Raisin Bars

Raisin Bars are a fried donut made with Danish Dough. When fried they are held submerged in a commercial donut fryer. If they aren't held down with another screen they'd puff up and roll over so that only one side would fry and you wouldn't be able to flip them. Danish Dough is a sweet dough laminated (repeat folds) with butter.

Because it is nearly impossible to fry these in a home kitchen I recommend you look for a Danish Ring recipe with cinnamon and raisins inside drizzled with white icing. That's basically the same thing but baked, not fried. Brush the top with butter before proofing.

Baker to Baker
The steps to make these are complicated but let me give you a brief overview in case it's any help. This is how I did it in bulk. It gives you a basic idea. I'm available to other bakers to answer questions.

  • Mix your Sweet Dough to a soft wet mix (don't give it a first proof yet, you can do that for other pastries like crumb buns, etc.) and right away scale 16 pounds on a floured full sheet pan, dust with plenty of four and press it flat, then it goes in the freezer for several hours to rest and chill.
  • Remove from the freezer before frozen but stiff enough to roll and it goes on a reversible sheeter and rolled down to about 2 feet by 4 feet, 3 pounds of butter go on 2/3rds of that then folded over, dry side in from the right partway then butter side over top left to right so now it's back to the size of the pan again.
  • Turn the dough in the sheeter and make a "book fold" to the size of the sheet pan. Roll on the pan so it fills the whole pan. At this point, the dough is pretty tight from the machine.
  • The pan goes back in the freezer for a couple of hours then sheeted out 2 feet by 5.5 feet. It then gets bookfolded back to the size of the pan. The pan goes back in the freezer overnight covered in plastic. Note that the number of folds depends on your shop and how many folds you do to make scratch Danish Dough.
  • The next day place the pan in the fridge to defrost, cut it in half and sheet it down to the height of about a pencil thickness. It gets egg washed, one half gets raisins with cinnamon on top then the other side is folded over. It's now the size of the pan again.
  • Back in the freezer to rest and chill then sheeted down to around 1/4 inch. It gets cut into rectangles, placed on a frying screen to proof double then submerge fried (held under the surface with another screen-like contraption)
  • About 30 seconds after being fried it gets dipped in donut glaze and the screen is tilted so the glaze runs off back onto a drip tray. This works best if the screen is propped up on the side of the icing bowl. While the glaze is dripping off you are placing the next screen in the fryer. While that is being fried you have enough time to move the previously fried screen to your bench and move the dipped donuts to another pan and repeat the whole process, dipping while frying, etc. (see image above)
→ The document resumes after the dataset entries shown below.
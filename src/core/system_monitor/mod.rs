//! System monitoring core functionality.
//!
//! Collectors yield raw cumulative counters; the delta layer turns them into
//! rates and the history keeps short series for sparklines.

mod collector;
pub mod delta;
mod history;
mod io_rates;
mod metrics;
mod process_monitor;
mod ring_buffer;
mod snapshot_engine;

pub use collector::SystemCollector;
pub use delta::{compute_rate, cpu_percent, DeltaSampler, Snapshot};
pub use history::{MetricsHistory, DEFAULT_HISTORY_SIZE};
pub use io_rates::IoRateMonitor;
pub use metrics::{
    CpuMetrics, CpuSample, CpuStatCounters, CpuStatRates, DiskCounters, DiskRates, MemoryMetrics,
    NetworkCounters, NetworkRates, ProcessInfo, ProcessSample, SystemSnapshot,
};
pub use process_monitor::ProcessMonitor;
pub use ring_buffer::RingBuffer;
pub use snapshot_engine::SnapshotEngine;
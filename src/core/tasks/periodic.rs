//! Fixed-interval polling task.
//!
//! The loop runs the loader on a blocking thread, delivers the outcome, then
//! waits for `interval` or a stop request, whichever comes first.

use std::sync::atomic::{AtomicBool, AtomicU64, Ordering};
use std::sync::Arc;
use std::time::{Duration, Instant};

use parking_lot::{Condvar, Mutex};
use tokio::sync::watch;
use tokio::task::JoinHandle;

use super::{run_guarded, Notifier, Outcome, TaskEvent, WorkerPool};
use crate::error::{Result, SysdashError};

/// Signalled once the loop has observably exited.
#[derive(Default)]
struct ExitLatch {
    exited: Mutex<bool>,
    cond: Condvar,
}

impl ExitLatch {
    fn open(&self) {
        *self.exited.lock() = true;
        self.cond.notify_all();
    }

    fn is_open(&self) -> bool {
        *self.exited.lock()
    }

    /// Wait up to `timeout`; returns whether the latch opened.
    fn wait(&self, timeout: Duration) -> bool {
        let deadline = Instant::now() + timeout;
        let mut exited = self.exited.lock();
        while !*exited {
            if self.cond.wait_until(&mut exited, deadline).timed_out() {
                return *exited;
            }
        }
        true
    }
}

struct PeriodicShared {
    stopping: AtomicBool,
    finished_sent: AtomicBool,
    iterations: AtomicU64,
    exit: ExitLatch,
}

impl PeriodicShared {
    fn is_stopping(&self) -> bool {
        self.stopping.load(Ordering::Acquire)
    }

    /// Emit `Finished` unless someone already did.
    fn finish<T: Send + 'static>(&self, notifier: &Notifier<T>) {
        if !self.finished_sent.swap(true, Ordering::AcqRel) {
            notifier.emit(TaskEvent::Finished);
        }
    }
}

/// Owner of a running periodic task.
///
/// Dropping the handle requests a stop without waiting for it.
pub struct PeriodicHandle {
    id: u64,
    interval: Duration,
    grace: Duration,
    stop_tx: watch::Sender<bool>,
    shared: Arc<PeriodicShared>,
    join: Option<JoinHandle<()>>,
    on_forced_finish: Box<dyn Fn() + Send + Sync>,
}

impl PeriodicHandle {
    pub fn id(&self) -> u64 {
        self.id
    }

    pub fn interval(&self) -> Duration {
        self.interval
    }

    /// Number of loader invocations that have completed so far.
    pub fn iterations(&self) -> u64 {
        self.shared.iterations.load(Ordering::Acquire)
    }

    pub fn is_running(&self) -> bool {
        self.join.is_some() && !self.shared.exit.is_open()
    }

    /// Stop the loop and wait for it to exit.
    ///
    /// Blocks the calling thread for at most the pool's `stop_grace`; call it
    /// from a plain thread, not from inside an async task. Once this returns no
    /// further `Result`/`Error` events are delivered. If the loop does not exit
    /// in time (a loader is stuck) it is aborted, `Finished` is emitted on its
    /// behalf and `SysdashError::Timeout` is returned. The stuck loader itself
    /// keeps running detached; its result is discarded.
    pub fn stop(&mut self) -> Result<()> {
        let Some(join) = self.join.take() else {
            return Ok(());
        };

        self.shared.stopping.store(true, Ordering::Release);
        // Receiver gone means the loop already exited.
        let _ = self.stop_tx.send(true);

        if self.shared.exit.wait(self.grace) {
            log::debug!("Periodic task #{} stopped", self.id);
            return Ok(());
        }

        join.abort();
        (self.on_forced_finish)();
        log::error!(
            "Periodic task #{} did not exit within {:?}; loop aborted",
            self.id,
            self.grace
        );
        Err(SysdashError::timeout(
            format!("stopping periodic task #{}", self.id),
            self.grace,
        ))
    }
}

impl Drop for PeriodicHandle {
    fn drop(&mut self) {
        if self.join.is_some() {
            self.shared.stopping.store(true, Ordering::Release);
            let _ = self.stop_tx.send(true);
        }
    }
}

impl std::fmt::Debug for PeriodicHandle {
    fn fmt(&self, f: &mut std::fmt::Formatter<'_>) -> std::fmt::Result {
        f.debug_struct("PeriodicHandle")
            .field("id", &self.id)
            .field("interval", &self.interval)
            .field("iterations", &self.iterations())
            .field("running", &self.is_running())
            .finish()
    }
}

impl WorkerPool {
    /// Run `loader` every `interval` until the returned handle is stopped.
    ///
    /// Each iteration emits `Result` or `Error`; `Finished` follows exactly
    /// once after the loop ends. The first run starts immediately.
    pub fn start_periodic<T, F, H>(&self, interval: Duration, loader: F, on_event: H) -> PeriodicHandle
    where
        T: Send + 'static,
        F: Fn() -> anyhow::Result<T> + Send + Sync + 'static,
        H: FnMut(TaskEvent<T>) + Send + 'static,
    {
        let id = self.next_task_id();
        let notifier = Notifier::new(self.dispatcher().clone(), on_event);
        let shared = Arc::new(PeriodicShared {
            stopping: AtomicBool::new(false),
            finished_sent: AtomicBool::new(false),
            iterations: AtomicU64::new(0),
            exit: ExitLatch::default(),
        });
        let (stop_tx, stop_rx) = watch::channel(false);

        log::debug!("Periodic task #{} started (interval {:?})", id, interval);

        let join = self.spawn(run_loop(
            id,
            interval,
            Arc::new(loader),
            notifier.clone(),
            Arc::clone(&shared),
            stop_rx,
            self.clone(),
        ));

        let forced_shared = Arc::clone(&shared);
        PeriodicHandle {
            id,
            interval,
            grace: self.config().stop_grace,
            stop_tx,
            shared,
            join: Some(join),
            on_forced_finish: Box::new(move || forced_shared.finish(&notifier)),
        }
    }
}

/// Log level for an iteration failure: the first one after a success warns,
/// repeats stay at debug.
fn failure_level(previous_failed: bool) -> log::Level {
    if previous_failed {
        log::Level::Debug
    } else {
        log::Level::Warn
    }
}

async fn run_loop<T, F>(
    id: u64,
    interval: Duration,
    loader: Arc<F>,
    notifier: Notifier<T>,
    shared: Arc<PeriodicShared>,
    mut stop_rx: watch::Receiver<bool>,
    pool: WorkerPool,
) where
    T: Send + 'static,
    F: Fn() -> anyhow::Result<T> + Send + Sync + 'static,
{
    let mut failing = false;
    loop {
        if shared.is_stopping() {
            break;
        }

        let call = Arc::clone(&loader);
        let active = pool.track_active();
        let outcome = match pool
            .blocking_handle()
            .spawn_blocking(move || run_guarded(|| (*call)()))
            .await
        {
            Ok(outcome) => outcome,
            Err(err) => Outcome::Failed(format!("loader task failed: {err}")),
        };
        drop(active);
        shared.iterations.fetch_add(1, Ordering::AcqRel);

        if shared.is_stopping() {
            break;
        }

        match outcome {
            Outcome::Failed(ref message) => {
                log::log!(
                    failure_level(failing),
                    "Periodic task #{} iteration failed: {}",
                    id,
                    message
                );
                failing = true;
            }
            _ => failing = false,
        }

        let gate = Arc::clone(&shared);
        notifier.emit_outcome(outcome, move || !gate.is_stopping());

        tokio::select! {
            _ = tokio::time::sleep(interval) => {}
            // Err means the handle was dropped, which is a stop request too.
            _ = stop_rx.changed() => break,
        }
    }

    shared.finish(&notifier);
    shared.exit.open();
    // Keep the pool alive until the loop is done with it.
    drop(pool);
    log::trace!("Periodic task #{} loop exited", id);
}
//! Rates from cumulative counters.
//!
//! Collectors report absolute, ever-growing counters (bytes sent, CPU time
//! consumed). Two timestamped readings of the same counters give a per-second
//! rate. A counter that goes backwards means its source restarted; the new
//! reading becomes the baseline and that counter reports zero.

use std::time::{Duration, Instant};

/// Timestamped reading of one entity's cumulative counters.
#[derive(Debug, Clone, PartialEq)]
pub struct Snapshot {
    pub taken_at: Instant,
    pub counters: Vec<u64>,
}

impl Snapshot {
    pub fn new(counters: Vec<u64>) -> Self {
        Self::at(Instant::now(), counters)
    }

    pub fn at(taken_at: Instant, counters: Vec<u64>) -> Self {
        Self { taken_at, counters }
    }
}

/// Per-second rate of each counter between `prev` and `curr`.
///
/// Returns one value per counter in `curr`. Every rate is finite and
/// non-negative: if `curr` is not strictly newer than `prev` all rates are
/// zero, and a counter that decreased (or is missing from `prev`) is zero.
pub fn compute_rate(prev: &Snapshot, curr: &Snapshot) -> Vec<f64> {
    let elapsed = match curr.taken_at.checked_duration_since(prev.taken_at) {
        Some(elapsed) if !elapsed.is_zero() => elapsed.as_secs_f64(),
        _ => return vec![0.0; curr.counters.len()],
    };

    curr.counters
        .iter()
        .enumerate()
        .map(|(i, &now)| match prev.counters.get(i) {
            Some(&before) if now >= before => (now - before) as f64 / elapsed,
            _ => 0.0,
        })
        .collect()
}

/// CPU usage in percent of the whole machine.
///
/// `cpu_time` is the CPU time consumed during `wall_time`. The result is
/// divided by `cores` and clamped to `0.0..=100.0`.
pub fn cpu_percent(cpu_time: Duration, wall_time: Duration, cores: usize) -> f32 {
    if wall_time.is_zero() {
        return 0.0;
    }
    let busy = cpu_time.as_secs_f64() / wall_time.as_secs_f64();
    let percent = busy * 100.0 / cores.max(1) as f64;
    percent.clamp(0.0, 100.0) as f32
}

/// Keeps the previous snapshot of one counter set and turns each new reading
/// into rates.
#[derive(Debug, Clone, Default)]
pub struct DeltaSampler {
    baseline: Option<Snapshot>,
}

impl DeltaSampler {
    pub fn new() -> Self {
        Self::default()
    }

    pub fn has_baseline(&self) -> bool {
        self.baseline.is_some()
    }

    /// Rates since the previous reading; zeros on the first one.
    pub fn sample(&mut self, snapshot: Snapshot) -> Vec<f64> {
        let Some(prev) = &self.baseline else {
            let zeros = vec![0.0; snapshot.counters.len()];
            self.baseline = Some(snapshot);
            return zeros;
        };

        // A reading that is not newer cannot produce a rate; keep the older
        // baseline so the next good reading measures against it.
        if snapshot.taken_at <= prev.taken_at {
            return vec![0.0; snapshot.counters.len()];
        }

        let rates = compute_rate(prev, &snapshot);
        self.baseline = Some(snapshot);
        rates
    }

    pub fn sample_now(&mut self, counters: Vec<u64>) -> Vec<f64> {
        self.sample(Snapshot::new(counters))
    }

    pub fn reset(&mut self) {
        self.baseline = None;
    }
}
//! Storage inspection: directory size scans.

mod dir_scan;

pub use dir_scan::{
    ensure_accessible, scan_directory, DirEntry, ScanBatch, ACCESS_DENIED_NAME,
    CANCEL_CHECK_INTERVAL,
};
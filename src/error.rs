use std::io;
use std::time::Duration;
use thiserror::Error;

/// Custom error type for the sysdash runtime
#[derive(Error, Debug)]
pub enum SysdashError {
    #[error("IO error: {0}")]
    Io(#[from] io::Error),

    /// The loader itself failed; only the rendered message survives the task boundary.
    #[error("{0}")]
    Collector(String),

    #[error("Timed out after {}ms: {what}", .after.as_millis())]
    Timeout { what: String, after: Duration },

    /// Raised by a loader that observed its cancellation token. Never surfaced
    /// as an error notification.
    #[error("Task cancelled")]
    Cancelled,

    #[error("Worker pool error: {0}")]
    Pool(String),
}

/// Result type alias for sysdash
pub type Result<T> = std::result::Result<T, SysdashError>;

impl SysdashError {
    /// Create a collector error
    pub fn collector<S: Into<String>>(msg: S) -> Self {
        SysdashError::Collector(msg.into())
    }

    pub fn timeout<S: Into<String>>(what: S, after: Duration) -> Self {
        SysdashError::Timeout {
            what: what.into(),
            after,
        }
    }

    pub fn pool<S: Into<String>>(msg: S) -> Self {
        SysdashError::Pool(msg.into())
    }

    pub fn is_cancelled(&self) -> bool {
        matches!(self, SysdashError::Cancelled)
    }
}
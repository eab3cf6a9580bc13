//! Cancellable one-shot tasks: cooperative cancellation with a `Finished`-only ending.

use std::sync::atomic::{AtomicBool, Ordering};
use std::sync::Arc;

use super::{run_guarded, CancellationToken, Notifier, Outcome, TaskContext, TaskEvent, WorkerPool};

/// Handle to a cancellable task.
///
/// Cancelling is advisory: the loader notices at its next
/// [`TaskContext::is_cancelled`] check. Once cancelled, the task's `Result`,
/// `Error` and `Progress` events are suppressed; `Finished` is still delivered.
#[derive(Debug, Clone)]
pub struct CancelHandle {
    id: u64,
    token: CancellationToken,
    completed: Arc<AtomicBool>,
}

impl CancelHandle {
    pub fn id(&self) -> u64 {
        self.id
    }

    pub fn cancel(&self) {
        log::debug!("Cancellable task #{} cancel requested", self.id);
        self.token.cancel();
    }

    pub fn is_cancelled(&self) -> bool {
        self.token.is_cancelled()
    }

    /// The loader has returned (it may still be waiting for delivery).
    pub fn is_completed(&self) -> bool {
        self.completed.load(Ordering::Acquire)
    }

    pub fn token(&self) -> &CancellationToken {
        &self.token
    }
}

impl WorkerPool {
    /// Run a loader that polls a cancellation token.
    pub fn submit_cancellable<T, F, H>(&self, loader: F, on_event: H) -> CancelHandle
    where
        T: Send + 'static,
        F: FnOnce(&TaskContext) -> anyhow::Result<T> + Send + 'static,
        H: FnMut(TaskEvent<T>) + Send + 'static,
    {
        self.submit_cancellable_with_token(CancellationToken::new(), loader, on_event)
    }

    /// Like [`submit_cancellable`](Self::submit_cancellable), observing an
    /// existing token. Pass `parent.child_token()` to tie the task to a wider scope.
    pub fn submit_cancellable_with_token<T, F, H>(
        &self,
        token: CancellationToken,
        loader: F,
        on_event: H,
    ) -> CancelHandle
    where
        T: Send + 'static,
        F: FnOnce(&TaskContext) -> anyhow::Result<T> + Send + 'static,
        H: FnMut(TaskEvent<T>) + Send + 'static,
    {
        let id = self.next_task_id();
        let notifier = Notifier::new(self.dispatcher().clone(), on_event);
        let completed = Arc::new(AtomicBool::new(false));
        let active = self.track_active();

        let progress_notifier = notifier.clone();
        let progress_token = token.clone();
        let ctx = TaskContext::new(
            token.clone(),
            Some(Arc::new(move |percent: u8| {
                let gate = progress_token.clone();
                progress_notifier.emit_if(TaskEvent::Progress(percent), move || {
                    !gate.is_cancelled()
                });
            })),
        );

        let task_token = token.clone();
        let task_completed = Arc::clone(&completed);
        self.blocking_handle().spawn_blocking(move || {
            let outcome = if task_token.is_cancelled() {
                Outcome::Cancelled
            } else {
                run_guarded(|| loader(&ctx))
            };
            drop(active);
            task_completed.store(true, Ordering::Release);

            let outcome = if task_token.is_cancelled() {
                log::debug!("Cancellable task #{} exited after cancellation", id);
                Outcome::Cancelled
            } else {
                outcome
            };

            let gate = task_token.clone();
            notifier.emit_outcome(outcome, move || !gate.is_cancelled());
            notifier.emit(TaskEvent::Finished);
        });

        CancelHandle {
            id,
            token,
            completed,
        }
    }
}
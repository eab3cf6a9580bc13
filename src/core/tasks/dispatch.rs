//! Presentation-thread message queue.
//!
//! Worker threads never call consumer callbacks directly. They post closures
//! through a [`Dispatcher`]; whichever thread owns the matching [`EventLoop`]
//! runs them, in posting order, when it drains the queue.

use std::sync::mpsc;
use std::time::{Duration, Instant};

type Job = Box<dyn FnOnce() + Send>;

/// Create a connected dispatcher/event-loop pair.
pub fn channel() -> (Dispatcher, EventLoop) {
    let (tx, rx) = mpsc::channel();
    (Dispatcher { tx }, EventLoop { rx })
}

/// Cloneable handle used by workers to hand work back to the presentation thread.
#[derive(Clone)]
pub struct Dispatcher {
    tx: mpsc::Sender<Job>,
}

impl Dispatcher {
    /// Queue `job` for the presentation thread. Never blocks.
    ///
    /// Returns `false` when the event loop has been dropped; the job is discarded.
    pub fn post<F>(&self, job: F) -> bool
    where
        F: FnOnce() + Send + 'static,
    {
        self.tx.send(Box::new(job)).is_ok()
    }
}

impl std::fmt::Debug for Dispatcher {
    fn fmt(&self, f: &mut std::fmt::Formatter<'_>) -> std::fmt::Result {
        f.debug_struct("Dispatcher").finish_non_exhaustive()
    }
}

/// Receiving end of the queue, owned by the presentation thread.
pub struct EventLoop {
    rx: mpsc::Receiver<Job>,
}

impl EventLoop {
    /// Run every job queued so far without waiting. Returns how many ran.
    pub fn process_events(&self) -> usize {
        let mut count = 0;
        while let Ok(job) = self.rx.try_recv() {
            job();
            count += 1;
        }
        count
    }

    /// Keep running jobs as they arrive until `duration` has elapsed.
    pub fn run_for(&self, duration: Duration) -> usize {
        let deadline = Instant::now() + duration;
        let mut count = 0;

        loop {
            let remaining = deadline.saturating_duration_since(Instant::now());
            if remaining.is_zero() {
                break;
            }
            match self.rx.recv_timeout(remaining) {
                Ok(job) => {
                    job();
                    count += 1;
                }
                Err(mpsc::RecvTimeoutError::Timeout) => break,
                // All dispatchers gone: nothing can ever arrive.
                Err(mpsc::RecvTimeoutError::Disconnected) => break,
            }
        }

        count + self.process_events()
    }

    /// Run jobs until `done()` holds or `timeout` expires.
    ///
    /// The predicate is evaluated before waiting and after every job.
    /// Returns whether the predicate was satisfied.
    pub fn run_until<P>(&self, timeout: Duration, mut done: P) -> bool
    where
        P: FnMut() -> bool,
    {
        let deadline = Instant::now() + timeout;

        loop {
            self.process_events();
            if done() {
                return true;
            }

            let remaining = deadline.saturating_duration_since(Instant::now());
            if remaining.is_zero() {
                return false;
            }

            match self.rx.recv_timeout(remaining) {
                Ok(job) => job(),
                Err(mpsc::RecvTimeoutError::Timeout) => return done(),
                Err(mpsc::RecvTimeoutError::Disconnected) => return done(),
            }
        }
    }
}
/// Fixed-capacity circular buffer for sparkline series.
///
/// Storage is allocated once in [`new`](Self::new); `append` never allocates
/// and overwrites the oldest value once the buffer is full. Not synchronized:
/// wrap it in a mutex to share it between threads.
#[derive(Debug, Clone)]
pub struct RingBuffer<T> {
    slots: Box<[Option<T>]>,
    /// Next slot to write.
    head: usize,
    len: usize,
}

impl<T> RingBuffer<T> {
    /// A capacity of zero is treated as one.
    pub fn new(capacity: usize) -> Self {
        let slots = std::iter::repeat_with(|| None)
            .take(capacity.max(1))
            .collect::<Vec<_>>()
            .into_boxed_slice();
        Self {
            slots,
            head: 0,
            len: 0,
        }
    }

    pub fn append(&mut self, value: T) {
        let capacity = self.slots.len();
        self.slots[self.head] = Some(value);
        self.head = (self.head + 1) % capacity;
        if self.len < capacity {
            self.len += 1;
        }
    }

    /// Values oldest first.
    pub fn iter(&self) -> impl Iterator<Item = &T> + '_ {
        let capacity = self.slots.len();
        let start = (self.head + capacity - self.len) % capacity;
        (0..self.len).filter_map(move |offset| self.slots[(start + offset) % capacity].as_ref())
    }

    /// Most recently appended value.
    pub fn latest(&self) -> Option<&T> {
        if self.len == 0 {
            return None;
        }
        let capacity = self.slots.len();
        self.slots[(self.head + capacity - 1) % capacity].as_ref()
    }

    pub fn clear(&mut self) {
        for slot in self.slots.iter_mut() {
            *slot = None;
        }
        self.head = 0;
        self.len = 0;
    }

    pub fn len(&self) -> usize {
        self.len
    }

    pub fn is_empty(&self) -> bool {
        self.len == 0
    }

    pub fn is_full(&self) -> bool {
        self.len == self.slots.len()
    }

    pub fn capacity(&self) -> usize {
        self.slots.len()
    }
}

impl<T: Clone> RingBuffer<T> {
    /// Copy of the contents in chronological order.
    pub fn read(&self) -> Vec<T> {
        self.iter().cloned().collect()
    }
}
This same dough (after the sheeter) can be cut into 1 lb. strips to make a Danish ring. That gets laid on its side, sliced down the center, and opened up lengthwise, egg wash, cinnamon,  closed, twisted and put in a round pan, misted with water, and allowed to proof.

Sweet dough recipes are easy to find on the internet. Repeat folds with butter/fat turns it into a Danish Dough.